◆ PROBLEM TO WORK ON
Only the lines from the one with "Ok(options)" to the end of the data below should be given again, exactly as written.

◆ INPUT DATA
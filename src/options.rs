use std::time::Duration;

use serde::{de, Deserialize, Deserializer};

/// Decides what a retry that finished after the SLA counts as.
#[derive(Clone, Copy, Debug, Default, Deserialize, Eq, PartialEq)]
#[serde(rename_all = "snake_case")]
pub enum SlaPolicy {
    /// Elapsed time is always checked against the SLA, even after a
    /// successful retry.
    #[default]
    Strict,
    /// A successful retry returns OK regardless of elapsed time.
    AcceptRetrySuccess,
}

impl SlaPolicy {
    fn parse(value: &str) -> Option<Self> {
        match value.trim().to_ascii_lowercase().as_str() {
            "strict" => Some(Self::Strict),
            "accept_retry_success" | "accept-retry-success" => Some(Self::AcceptRetrySuccess),
            _ => None,
        }
    }
}

/// Configures deadlines and latency hints for a checkout.
#[derive(Clone, Debug, Deserialize, Eq, PartialEq)]
#[serde(default)]
pub struct CheckoutOptions {
    /// Overall SLA in milliseconds. Also the deadline on the primary attempt.
    /// Must be greater than zero.
    #[serde(deserialize_with = "positive_millis")]
    pub sla_ms: u64,
    /// Deadline on the single retry in milliseconds.
    pub retry_timeout_ms: u64,
    /// Latency hint handed to the backend for the primary attempt.
    pub primary_latency_hint_ms: u64,
    /// Latency hint handed to the backend for the retry.
    pub retry_latency_hint_ms: u64,
    pub sla_policy: SlaPolicy,
}

impl Default for CheckoutOptions {
    fn default() -> Self {
        Self {
            sla_ms: 5_000,
            retry_timeout_ms: 3_000,
            primary_latency_hint_ms: 6_000,
            retry_latency_hint_ms: 3_000,
            sla_policy: SlaPolicy::Strict,
        }
    }
}

impl CheckoutOptions {
    pub fn sla(&self) -> Duration {
        Duration::from_millis(self.sla_ms)
    }

    pub fn retry_timeout(&self) -> Duration {
        Duration::from_millis(self.retry_timeout_ms)
    }

    pub fn primary_latency_hint(&self) -> Duration {
        Duration::from_millis(self.primary_latency_hint_ms)
    }

    pub fn retry_latency_hint(&self) -> Duration {
        Duration::from_millis(self.retry_latency_hint_ms)
    }

    /// Checks invariants that struct literals can bypass.
    pub fn validate(&self) -> std::result::Result<(), String> {
        if self.sla_ms == 0 {
            return Err("sla_ms must be greater than zero".to_owned());
        }
        Ok(())
    }

    /// Reads options from the environment, falling back to defaults.
    ///
    /// Reads:
    /// - `CHECKOUT_SLA_MS`
    /// - `CHECKOUT_RETRY_TIMEOUT_MS`
    /// - `CHECKOUT_PRIMARY_LATENCY_MS`
    /// - `CHECKOUT_RETRY_LATENCY_MS`
    /// - `CHECKOUT_SLA_POLICY` — `strict` or `accept_retry_success`
    ///
    /// Returns an error if a variable is set but cannot be parsed, or if the
    /// SLA is zero.
    pub fn from_env() -> std::result::Result<Self, String> {
        Self::from_lookup(|key| std::env::var(key).ok())
    }

    fn from_lookup<F>(lookup: F) -> std::result::Result<Self, String>
    where
        F: Fn(&str) -> Option<String>,
    {
        let mut options = Self::default();
        let millis = |key: &str, slot: &mut u64| -> std::result::Result<(), String> {
            if let Some(raw) = lookup(key) {
                *slot = raw
                    .trim()
                    .parse()
                    .map_err(|err| format!("{key} is not a millisecond count: {err}"))?;
            }
            Ok(())
        };

        millis("CHECKOUT_SLA_MS", &mut options.sla_ms)?;
        millis("CHECKOUT_RETRY_TIMEOUT_MS", &mut options.retry_timeout_ms)?;
        millis("CHECKOUT_PRIMARY_LATENCY_MS", &mut options.primary_latency_hint_ms)?;
        millis("CHECKOUT_RETRY_LATENCY_MS", &mut options.retry_latency_hint_ms)?;

        if let Some(raw) = lookup("CHECKOUT_SLA_POLICY") {
            options.sla_policy = SlaPolicy::parse(&raw)
                .ok_or_else(|| format!("CHECKOUT_SLA_POLICY has unknown value '{raw}'"))?;
        }

        options
            .validate()
            .map_err(|err| format!("CHECKOUT_SLA_MS is invalid: {err}"))?;
        Ok(options)
    }
}

fn positive_millis<'de, D>(deserializer: D) -> std::result::Result<u64, D::Error>
where
    D: Deserializer<'de>,
{
    let value = u64::deserialize(deserializer)?;
    if value == 0 {
        return Err(de::Error::custom("sla_ms must be greater than zero"));
    }
    Ok(value)
}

◆ TASK SOLUTION
        Ok(options)
    }
}

fn positive_millis<'de, D>(deserializer: D) -> std::result::Result<u64, D::Error>
where
    D: Deserializer<'de>,
{
    let value = u64::deserialize(deserializer)?;
    if value == 0 {
        return Err(de::Error::custom("sla_ms must be greater than zero"));
    }
    Ok(value)
}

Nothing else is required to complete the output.